I understand that for the font change to work reliably, the new font must bring a dedicated style for Italic and Bold, which I believe both fonts in my example do. I tried this also with Helvetica Neue, Jost* or Open Sans, but the result was the same.

So what is the best practice for changing the text font? Is there maybe a specific set of fonts can I reliably change between?

I found that RTF is not exposed via automation, is there any other way to automate forcing the font in all notes?

Until very recently, changing the default TextFont did not change existing notes at all. Now, it does update existing notes where they use the font that matches the previous default; it’s possible that we are being too strict in the matching.

[later] Yes, that’s the answer. We’ll take a more liberal approach in the next release, so in this case changing from Mercury to Ideal will also change Mercury-Bold to Ideal-Bold.

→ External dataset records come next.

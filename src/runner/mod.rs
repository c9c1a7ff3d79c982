// src/runner/mod.rs

//! Runners: capacity-limited execution slots.
//!
//! - [`pool`] owns live runner state and admission (`acquire`/`release`).
//! - [`profile`] describes what each executor kind costs to start.
//! - [`policy`] decides synthetic durations and outcomes.

pub mod policy;
pub mod pool;
pub mod profile;

pub use policy::{JobPlan, PlanInput, PlannedOutcome};
pub use pool::{Runner, RunnerDelta, RunnerPool, RunnerSpec};
pub use profile::{ExecutorKind, ExecutorProfile};
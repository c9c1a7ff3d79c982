// src/main.rs

use pipesim::{cli, logging, run};

#[tokio::main]
async fn main() {
    if let Err(err) = run_main().await {
        eprintln!("pipesim error: {err:?}");
        std::process::exit(1);
    }
}

async fn run_main() -> anyhow::Result<()> {
    let args = cli::parse();
    logging::init_logging(args.log_level)?;
    run(args).await
}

Thanks, that would be helpful.

I guess that would work for any font that comes with a separate face for bold, italics and bolditalics, right?

It’s beyond me why Apple’s font rendering isn’t clever enough to just use the bold face of a font for bold text if that exists. I would imagine that marking up text with a new font instead of simply marking it as bold leads to a lot of additional code.

I believe the underlying problem is that these issues have differential impacts in some other languages. For example, my understanding is that italic is not a concept in Chinese – which makes some sense, as Italian handwriting wouldn’t have been very important in early China. Similarly, Arabic introduces lots of complexity in ligatures and contextual letter forms.

And then, there’s the whole issue of uppercase numerals. Uppercase numerals?, you ask. Yep! It turns out that typographic numerals 3,5,7 and 9 typically run beneath the baseline. That’s nice in text, but looks odd in tables. And when you’re drawing the number in a circle — as Tinderbox maps do to indicate the number of elided inbound and outbound links — those descenders look terrible. So, you need to flag the numbers as uppercase (!), which forces them to align to the baseline.

In short, there are headaches here. I’m not sure that Apple gets things optimally correct, but they’re not trivial.

The Chinese appear to use slanted and cursive fonts, though.

Semantically marked up content and with style defined separately (see Tex or HTML) seems the way to go here, because emphasis and strong will still make sense in most languages.

Sorry, you lost me there, how would any of this prevent Apple from automatically using a bold font face for text that is marked up as bold?